WORK ORDER
Once every line containing "contains" has been counted, report the total for the data and nothing else.
▽
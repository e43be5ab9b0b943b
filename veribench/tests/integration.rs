//! Integration tests for veribench
//!
//! These tests drive whole runs end to end against a deterministic
//! manual clock: the workload advances the clock from inside its work
//! closure, so cycle sizing, the stopping rule, and the statistics are
//! all exact and repeatable.

use std::cell::Cell;
use std::rc::Rc;
use std::time::Duration;

use veribench::{
    format_human_output, to_json, Case, CaseConfig, CaseOverrides, CaseStatus, ManualClock, Run,
    RunReport, Verdict,
};

/// A clock with a 1 ms tick; at the default 1% error target every
/// cycle must span at least 50 ms of it.
fn millisecond_clock() -> Rc<ManualClock> {
    Rc::new(ManualClock::with_resolution(Duration::from_millis(1)))
}

/// A case whose every work invocation advances the shared clock.
fn ticking_case(name: &str, clock: &Rc<ManualClock>, per_iteration: Duration) -> Case<()> {
    let work_clock = Rc::clone(clock);
    Case::new(name, move || work_clock.advance(per_iteration))
}

/// Test that a simulated workload runs to a complete report
#[test]
fn measured_case_produces_complete_report() {
    let clock = millisecond_clock();
    let mut run = Run::with_clock(Rc::clone(&clock));
    run.register(ticking_case("tick", &clock, Duration::from_micros(200)))
        .unwrap();

    let report = run.execute();

    assert_eq!(report.cases.len(), 1);
    let case = &report.cases[0];
    assert_eq!(case.status, CaseStatus::Measured);
    assert!(case.complete);
    assert!(case.warning.is_none());

    let metrics = case.metrics.as_ref().unwrap();
    // Default stopping rule: at least 5 samples and 500 ms aggregate.
    assert!(metrics.sample_count >= 5);
    assert!(metrics.total_elapsed_ns >= 500_000_000);
    // The simulated work costs 200 µs per iteration; quantization on a
    // 50 ms cycle stays within the 1% target by a wide margin.
    assert!((metrics.mean_ns - 200_000.0).abs() < 200_000.0 * 0.05);
    assert!(metrics.ops_per_sec > 0.0);

    assert_eq!(report.summary.total_cases, 1);
    assert_eq!(report.summary.measured, 1);
    // A single case has nothing to be compared against.
    assert!(report.comparison.is_none());
}

/// Test that a clearly faster case wins the ranking with a significant verdict
#[test]
fn faster_case_ranks_first_with_significant_verdict() {
    let clock = millisecond_clock();
    let mut run = Run::with_clock(Rc::clone(&clock));
    run.register(ticking_case("fast", &clock, Duration::from_micros(100)))
        .unwrap();
    run.register(ticking_case("slow", &clock, Duration::from_micros(400)))
        .unwrap();

    let report = run.execute();
    let comparison = report.comparison.as_ref().unwrap();

    assert_eq!(comparison.ranking[0].name, "fast");
    assert_eq!(comparison.ranking[1].name, "slow");

    assert_eq!(comparison.pairwise.len(), 1);
    let pair = &comparison.pairwise[0];
    assert_eq!(pair.baseline, "fast");
    assert_eq!(pair.contender, "slow");
    // 4x the mean duration: far outside any confidence interval.
    assert_eq!(pair.verdict, Verdict::Slower);
    assert!(pair.relative_change_pct > 250.0);

    // The same pair read the other way around.
    let reverse = pair.reversed();
    assert_eq!(reverse.verdict, Verdict::Faster);
    assert!(reverse.relative_change_pct < -60.0);
}

/// Test that a panicking case is recorded as failed while siblings complete
#[test]
fn panicking_case_is_isolated_from_siblings() {
    let clock = millisecond_clock();
    let mut run = Run::with_clock(Rc::clone(&clock));

    let invocations = Rc::new(Cell::new(0u64));
    let counter = Rc::clone(&invocations);
    let boom_clock = Rc::clone(&clock);
    run.register(Case::new("boom", move || {
        counter.set(counter.get() + 1);
        if counter.get() == 3 {
            panic!("boom on invocation 3");
        }
        boom_clock.advance(Duration::from_micros(200));
    }))
    .unwrap();
    run.register(ticking_case("steady", &clock, Duration::from_micros(200)))
        .unwrap();

    let report = run.execute();

    let boom = report.cases.iter().find(|c| c.name == "boom").unwrap();
    assert_eq!(boom.status, CaseStatus::Failed);
    assert!(!boom.complete);
    let failure = boom.failure.as_ref().unwrap();
    assert_eq!(failure.kind, "work");
    assert!(failure.message.contains("boom on invocation 3"));

    let steady = report.cases.iter().find(|c| c.name == "steady").unwrap();
    assert_eq!(steady.status, CaseStatus::Measured);
    assert!(steady.complete);

    assert_eq!(report.summary.measured, 1);
    assert_eq!(report.summary.failed, 1);
    // Only one case completed, so there is no comparison.
    assert!(report.comparison.is_none());
}

/// Test that work which never advances the clock fails sizing, not the run
#[test]
fn unsizable_work_is_reported_as_sizing_failure() {
    let clock = millisecond_clock();
    let mut run = Run::with_clock(Rc::clone(&clock));
    run.register(Case::new("frozen", || 42u64)).unwrap();
    run.register(ticking_case("steady", &clock, Duration::from_micros(200)))
        .unwrap();

    let report = run.execute();

    let frozen = report.cases.iter().find(|c| c.name == "frozen").unwrap();
    assert_eq!(frozen.status, CaseStatus::Failed);
    assert_eq!(frozen.failure.as_ref().unwrap().kind, "sizing");

    let steady = report.cases.iter().find(|c| c.name == "steady").unwrap();
    assert!(steady.complete);
}

/// Test that a case cut off before its minimum sample count is excluded
/// from the comparison
#[test]
fn cut_off_case_is_excluded_from_comparison() {
    let clock = millisecond_clock();
    let mut run = Run::with_clock(Rc::clone(&clock));

    // A cutoff equal to two cycles cannot reach five samples.
    let overrides = CaseOverrides {
        min_total_duration: Some(Duration::from_millis(100)),
        max_run_duration: Some(Duration::from_millis(100)),
        ..Default::default()
    };
    run.register(
        ticking_case("truncated", &clock, Duration::from_micros(200)).with_overrides(overrides),
    )
    .unwrap();
    run.register(ticking_case("fast", &clock, Duration::from_micros(100)))
        .unwrap();
    run.register(ticking_case("slow", &clock, Duration::from_micros(400)))
        .unwrap();

    let report = run.execute();

    let truncated = report.cases.iter().find(|c| c.name == "truncated").unwrap();
    assert!(!truncated.complete);
    assert!(truncated.warning.is_some());

    // The two complete cases are still compared with each other.
    let comparison = report.comparison.as_ref().unwrap();
    assert_eq!(comparison.ranking.len(), 2);
    assert!(comparison.ranking.iter().all(|r| r.name != "truncated"));
}

/// Test that per-case overrides shorten the stopping rule
#[test]
fn overrides_shorten_the_stopping_rule() {
    let clock = millisecond_clock();
    let mut run = Run::with_clock(Rc::clone(&clock));

    let overrides = CaseOverrides {
        min_samples: Some(3),
        min_total_duration: Some(Duration::from_millis(150)),
        ..Default::default()
    };
    run.register(
        ticking_case("short", &clock, Duration::from_micros(200)).with_overrides(overrides),
    )
    .unwrap();

    let report = run.execute();
    let metrics = report.cases[0].metrics.as_ref().unwrap();
    assert!(metrics.sample_count >= 3);
    assert!(metrics.total_elapsed_ns >= 150_000_000);
    // Well under what the run-level defaults would have demanded.
    assert!(metrics.total_elapsed_ns < 500_000_000);
}

/// Test that run-level defaults apply to every case without an override
#[test]
fn run_defaults_apply_to_registered_cases() {
    let clock = millisecond_clock();
    let defaults = CaseConfig {
        min_samples: 3,
        min_total_duration: Duration::from_millis(150),
        ..Default::default()
    };
    let mut run = Run::with_clock(Rc::clone(&clock))
        .with_defaults(defaults)
        .unwrap();
    run.register(ticking_case("tick", &clock, Duration::from_micros(200)))
        .unwrap();

    let report = run.execute();
    let metrics = report.cases[0].metrics.as_ref().unwrap();
    assert!(metrics.sample_count >= 3);
    assert!(metrics.total_elapsed_ns < 500_000_000);
}

/// Test that the report serializes to JSON and renders for humans
#[test]
fn report_renders_to_both_output_formats() {
    let clock = millisecond_clock();
    let mut run = Run::with_clock(Rc::clone(&clock));
    run.register(ticking_case("fast", &clock, Duration::from_micros(100)))
        .unwrap();
    run.register(ticking_case("slow", &clock, Duration::from_micros(400)))
        .unwrap();

    let report = run.execute();

    let json = to_json(&report).unwrap();
    let parsed: RunReport = serde_json::from_str(&json).unwrap();
    assert_eq!(parsed.cases.len(), 2);
    assert!(parsed.comparison.is_some());

    let human = format_human_output(&report);
    assert!(human.contains("fast"));
    assert!(human.contains("slow"));
}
△
REPLY
3